3. Emergency and Environmental Event Detection
In addition to explicit voice commands, DESAMO performs continuous, real-time monitoring of ambient audio for emergency detection. Periodic short audio segments are processed with dedicated prompts to the Audio LLM to identify critical events, including falls and distress cries. The model produces structured alerts such as Alert('fall')
or Alert('help')
; these are directly linked to responsive actions, such as activating alarms or sending notifications to caregivers.
The unified architecture for both user command and anomaly detection is informed by semantic and acoustic cues present in the raw audio, allowing the system to robustly distinguish between routine interactions and emergency signals—even in the presence of background noise or ambiguous acoustic environments.

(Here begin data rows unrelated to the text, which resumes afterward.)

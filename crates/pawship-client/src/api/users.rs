//! Users API.

use crate::api::with_query;
use crate::client::ApiClient;
use crate::error::Result;
use crate::request::ApiRequest;
use crate::types::{
    CreateUserPayload, GetUsersParams, MessageResponse, UpdateUserPayload, UsersResponse,
};

/// Users API client. All calls are authenticated.
pub struct UsersApi {
    client: ApiClient,
}

impl UsersApi {
    pub(crate) fn new(client: ApiClient) -> Self {
        Self { client }
    }

    /// List users, paginated and optionally filtered.
    pub async fn list(&self, params: &GetUsersParams) -> Result<UsersResponse> {
        self.client.get(&users_path(params)).await
    }

    /// Create a user.
    pub async fn create(&self, payload: &CreateUserPayload) -> Result<MessageResponse> {
        self.client
            .send_message(ApiRequest::post("/users").json(payload)?.auth(true))
            .await
    }

    /// Update a user's profile fields.
    pub async fn update(&self, id: &str, payload: &UpdateUserPayload) -> Result<MessageResponse> {
        self.client
            .send_message(ApiRequest::put(format!("/users/{}", id)).json(payload)?.auth(true))
            .await
    }

    /// Delete a user.
    pub async fn delete(&self, id: &str) -> Result<MessageResponse> {
        self.client
            .send_message(ApiRequest::delete(format!("/users/{}", id)).auth(true))
            .await
    }

    /// Activate or deactivate a user.
    pub async fn toggle_status(&self, id: &str, is_active: bool) -> Result<MessageResponse> {
        let request = ApiRequest::patch(format!("/users/toggle-status/{}", id))
            .json(&serde_json::json!({ "is_active": is_active }))?;
        self.client.send_message(request.auth(true)).await
    }

    /// Set a new password for a user.
    pub async fn update_password(&self, id: &str, password: &str) -> Result<MessageResponse> {
        let request = ApiRequest::patch(format!("/users/update-password/{}", id))
            .json(&serde_json::json!({ "password": password }))?;
        self.client.send_message(request.auth(true)).await
    }
}

fn users_path(params: &GetUsersParams) -> String {
    let mut query = vec![
        ("page", params.page.to_string()),
        ("limit", params.limit.to_string()),
    ];
    if let Some(search) = params.search.as_deref().filter(|s| !s.is_empty()) {
        query.push(("search", search.to_string()));
    }
    if let Some(role) = params.role {
        query.push(("role", role.as_str().to_string()));
    }
    if let Some(is_active) = params.is_active {
        query.push(("is_active", is_active.to_string()));
    }
    with_query("/users", &query)
}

4. Addressing Limitations of ASR-Based Pipelines
Conventional voice assistants employ ASR pipelines that transcribe speech before interpretation. This setup frequently suffers from two major challenges: propagation of transcription errors—aggravated by slurred or unclear speech common in elderly populations—and restriction to speech-based interaction, precluding detection of non-speech audio events.
DESAMO’s direct Audio LLM approach circumvents both limitations by jointly reasoning over the raw acoustic input. Speech and non-speech signals are both embedded and interpreted in a single, end-to-end pass, fundamentally expanding the range of detectable events and substantially mitigating cascading error from upstream ASR components.
5. Privacy and Adaptation for Elderly Users
All acoustic signal processing, embedding, and LLM inference are performed strictly on-device. No audio data are transmitted to external servers or cloud backends, ensuring maximal privacy—a foundational criterion for acceptance in eldercare scenarios where concerns regarding surveillance and data misuse are substantial.
The system is explicitly designed for natural, indirect, and even ambiguous user interactions. By directly interpreting intent from semantic embeddings (rather than depending on precise or repeated phrasings), DESAMO reduces the interaction burden and need for user re-training, thus supporting accessibility and adoption among populations with speech or cognitive impairments.
6. Hardware Deployment, Model Quantization, and Efficiency
The deployment targets resource-constrained edge devices, exemplified by the NVIDIA Jetson Orin Nano. The model utilizes the GGUF compact format; quantization is applied such that the audio encoder operates at 16-bit precision, with the LLM component reduced to 4-bit precision. This hardware-efficient design ensures real-time operation with bounded energy and computational resource consumption. The strictly on-device pipeline also eliminates network-induced latency and failure modes.
7. Summary and Impact
DESAMO exemplifies the integration of cutting-edge Audio LLM technologies into privacy-preserving, on-device smart home systems for elder-friendly environments. By bypassing the limitations of ASR-based workflows, directly embedding and interpreting both speech and non-speech audio, and unifying user intent and contextual abnormality detection in a low-resource package, DESAMO provides a robust platform for naturalistic and adaptive smart home interaction (Choi et al., 26 Aug 2025).